A stretch of silence; then she said, “Phone’s in the kitchen,” and went slowly to a red leather wet bar that dominated one wall. Neither Dacy nor Messenger moved. Lizbeth poured a tumbler three-quarters full of sour-mash bourbon and drank it slowly, steadily, pausing for air only once, until the glass was empty. She set it down and then stood as she had before, rigid, expressionless. “Well?” she said to Dacy. “I told you where the phone is. Go make your call.”

“I will.”

“But first, get him out of here.” She wasn’t looking at Messenger; she hadn’t looked at him the entire time. “I don’t want that bastard in my house.”

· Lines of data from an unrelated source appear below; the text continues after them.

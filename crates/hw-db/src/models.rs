//! Rust structs mapping to database tables.
//!
//! [`Item`] implements `from_row` for constructing itself from a
//! `rusqlite::Row`; [`ItemColumn`] names the columns that writes touch.

use hw_core::ItemId;

// ---------------------------------------------------------------------------
// Item
// ---------------------------------------------------------------------------

/// One assignment record.
#[derive(Debug, Clone, PartialEq, Eq)]
pub struct Item {
    pub item_id: ItemId,
    pub class_name: String,
    pub assignment_name: String,
    pub assignment_type: Option<String>,
    pub assignment_format: Option<String>,
    pub due_date: String,
    pub priority_rating: String,
    pub interest_level: Option<String>,
    pub relevance_level: Option<String>,
    pub description: Option<String>,
}

impl Item {
    /// Build from a row selected with [`crate::queries::items::COLS`].
    pub fn from_row(row: &rusqlite::Row) -> rusqlite::Result<Self> {
        Ok(Self {
            item_id: ItemId::from(row.get::<_, i64>(0)?),
            class_name: row.get(1)?,
            assignment_name: row.get(2)?,
            assignment_type: row.get(3)?,
            assignment_format: row.get(4)?,
            due_date: row.get(5)?,
            priority_rating: row.get(6)?,
            interest_level: row.get(7)?,
            relevance_level: row.get(8)?,
            description: row.get(9)?,
        })
    }

    /// Current value of a mutable column. Required columns are always `Some`.
    pub fn value(&self, column: ItemColumn) -> Option<&str> {
        match column {
            ItemColumn::ClassName => Some(self.class_name.as_str()),
            ItemColumn::AssignmentName => Some(self.assignment_name.as_str()),
            ItemColumn::DueDate => Some(self.due_date.as_str()),
            ItemColumn::PriorityRating => Some(self.priority_rating.as_str()),
            ItemColumn::AssignmentType => self.assignment_type.as_deref(),
            ItemColumn::AssignmentFormat => self.assignment_format.as_deref(),
            ItemColumn::InterestLevel => self.interest_level.as_deref(),
            ItemColumn::RelevanceLevel => self.relevance_level.as_deref(),
            ItemColumn::Description => self.description.as_deref(),
        }
    }
}

// ---------------------------------------------------------------------------
// ItemColumn
// ---------------------------------------------------------------------------

/// A mutable (non-key) column of the `Item` table.
#[derive(Debug, Clone, Copy, PartialEq, Eq, Hash)]
pub enum ItemColumn {
    ClassName,
    AssignmentName,
    DueDate,
    PriorityRating,
    AssignmentType,
    AssignmentFormat,
    InterestLevel,
    RelevanceLevel,
    Description,
}

impl ItemColumn {
    /// Columns overwritten by an update, in bind order.
    pub const UPDATABLE: [ItemColumn; 9] = [
        ItemColumn::ClassName,
        ItemColumn::AssignmentName,
        ItemColumn::DueDate,
        ItemColumn::PriorityRating,
        ItemColumn::AssignmentType,
        ItemColumn::AssignmentFormat,
        ItemColumn::InterestLevel,
        ItemColumn::RelevanceLevel,
        ItemColumn::Description,
    ];

    /// SQL column name.
    pub const fn name(self) -> &'static str {
        match self {
            ItemColumn::ClassName => "class_name",
            ItemColumn::AssignmentName => "assignment_name",
            ItemColumn::DueDate => "due_date",
            ItemColumn::PriorityRating => "priority_rating",
            ItemColumn::AssignmentType => "assignment_type",
            ItemColumn::AssignmentFormat => "assignment_format",
            ItemColumn::InterestLevel => "interest_level",
            ItemColumn::RelevanceLevel => "relevance_level",
            ItemColumn::Description => "description",
        }
    }
}

// ---------------------------------------------------------------------------
// Write shapes
// ---------------------------------------------------------------------------

/// Values for a new row. `None` binds SQL NULL; the schema decides whether
/// that is accepted.
#[derive(Debug, Clone, Default, PartialEq, Eq)]
pub struct NewItem {
    pub class_name: Option<String>,
    pub assignment_name: Option<String>,
    pub due_date: Option<String>,
    pub priority_rating: Option<String>,
}

/// Replacement values for every column in [`ItemColumn::UPDATABLE`].
#[derive(Debug, Clone, Default, PartialEq, Eq)]
pub struct ItemChanges {
    pub class_name: Option<String>,
    pub assignment_name: Option<String>,
    pub due_date: Option<String>,
    pub priority_rating: Option<String>,
    pub assignment_type: Option<String>,
    pub assignment_format: Option<String>,
    pub interest_level: Option<String>,
    pub relevance_level: Option<String>,
    pub description: Option<String>,
}

impl ItemChanges {
    fn slot(&mut self, column: ItemColumn) -> &mut Option<String> {
        match column {
            ItemColumn::ClassName => &mut self.class_name,
            ItemColumn::AssignmentName => &mut self.assignment_name,
            ItemColumn::DueDate => &mut self.due_date,
            ItemColumn::PriorityRating => &mut self.priority_rating,
            ItemColumn::AssignmentType => &mut self.assignment_type,
            ItemColumn::AssignmentFormat => &mut self.assignment_format,
            ItemColumn::InterestLevel => &mut self.interest_level,
            ItemColumn::RelevanceLevel => &mut self.relevance_level,
            ItemColumn::Description => &mut self.description,
        }
    }

    /// Value bound for `column`.
    pub fn get(&self, column: ItemColumn) -> Option<&str> {
        let value = match column {
            ItemColumn::ClassName => &self.class_name,
            ItemColumn::AssignmentName => &self.assignment_name,
            ItemColumn::DueDate => &self.due_date,
            ItemColumn::PriorityRating => &self.priority_rating,
            ItemColumn::AssignmentType => &self.assignment_type,
            ItemColumn::AssignmentFormat => &self.assignment_format,
            ItemColumn::InterestLevel => &self.interest_level,
            ItemColumn::RelevanceLevel => &self.relevance_level,
            ItemColumn::Description => &self.description,
        };
        value.as_deref()
    }

    /// Replace the value bound for `column`.
    pub fn set(&mut self, column: ItemColumn, value: Option<String>) {
        *self.slot(column) = value;
    }
}

#[cfg(test)]
mod tests {
    use super::*;
    use std::collections::HashSet;

    #[test]
    fn updatable_columns_are_distinct() {
        let names: HashSet<_> = ItemColumn::UPDATABLE.iter().map(|c| c.name()).collect();
        assert_eq!(names.len(), ItemColumn::UPDATABLE.len());
        assert!(!names.contains("item_id"));
    }

    #[test]
    fn changes_set_and_get() {
        let mut changes = ItemChanges::default();
        for col in ItemColumn::UPDATABLE {
            assert_eq!(changes.get(col), None);
            changes.set(col, Some(col.name().to_uppercase()));
        }
        assert_eq!(changes.get(ItemColumn::DueDate), Some("DUE_DATE"));
        assert_eq!(changes.description.as_deref(), Some("DESCRIPTION"));

        changes.set(ItemColumn::DueDate, None);
        assert_eq!(changes.due_date, None);
    }
}
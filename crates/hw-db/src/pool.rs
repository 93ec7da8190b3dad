//! Connection pool management for SQLite via r2d2.

use hw_core::{Error, Result};
use r2d2::Pool;
use r2d2_sqlite::SqliteConnectionManager;

use crate::migrations;

/// Type alias for the database connection pool.
pub type DbPool = Pool<SqliteConnectionManager>;

/// Type alias for a pooled database connection.
pub type PooledConnection = r2d2::PooledConnection<SqliteConnectionManager>;

const MAX_CONNECTIONS: u32 = 4;

/// Initialize a database pool backed by a file on disk.
///
/// Creates the SQLite file if it does not exist, enables WAL journal mode on
/// every new connection, and runs pending migrations.
pub fn init_pool(db_path: &str) -> Result<DbPool> {
    let manager = SqliteConnectionManager::file(db_path)
        .with_init(|conn| conn.execute_batch("PRAGMA journal_mode = WAL;"));

    let pool = Pool::builder()
        .max_size(MAX_CONNECTIONS)
        .build(manager)
        .map_err(|e| Error::database(format!("Failed to create connection pool: {e}")))?;

    let conn = pool
        .get()
        .map_err(|e| Error::database(format!("Failed to get connection for migrations: {e}")))?;

    migrations::run_migrations(&conn)?;

    Ok(pool)
}

/// Initialize an in-memory database pool (useful for tests).
///
/// Each call creates a uniquely-named shared-cache in-memory database so
/// that parallel tests do not interfere with each other, while all
/// connections *within* a single pool still share state.
pub fn init_memory_pool() -> Result<DbPool> {
    use std::sync::atomic::{AtomicU64, Ordering};
    static COUNTER: AtomicU64 = AtomicU64::new(0);
    let n = COUNTER.fetch_add(1, Ordering::Relaxed);
    let uri = format!("file:hwmem_{n}_{}?mode=memory&cache=shared", std::process::id());

    let manager = SqliteConnectionManager::file(uri);

    let pool = Pool::builder()
        .max_size(MAX_CONNECTIONS)
        .build(manager)
        .map_err(|e| Error::database(format!("Failed to create in-memory pool: {e}")))?;

    let conn = pool
        .get()
        .map_err(|e| Error::database(format!("Failed to get connection for migrations: {e}")))?;

    migrations::run_migrations(&conn)?;

    Ok(pool)
}

/// Convenience helper to get a connection from the pool.
pub fn get_conn(pool: &DbPool) -> Result<PooledConnection> {
    pool.get()
        .map_err(|e| Error::database(format!("Failed to get connection from pool: {e}")))
}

“Jim didn’t have anything to do with—”

“Get him out. Tell him get the fuck out right now.”

Dacy said, “Jim...”

He nodded. “I’ll be with Lonnie.”

Lizbeth Roebuck was still talking to Dacy, saying, “Out, out, get him the fuck out of my house,” when he opened the door and went outside.

The wind had died again; the hush over the ranch yard and buildings had a layered quality, like the hushes he was used to on foggy nights in San Francisco. The sky above the hills to the north was still flushed and smoke-stained, but the red glow was fading and the smoke columns had thinned and shortened. By the time Ben Espinosa arrived, the fire would be mostly spent and there’d be nothing left of Anna’s ranch except charred wooden bones.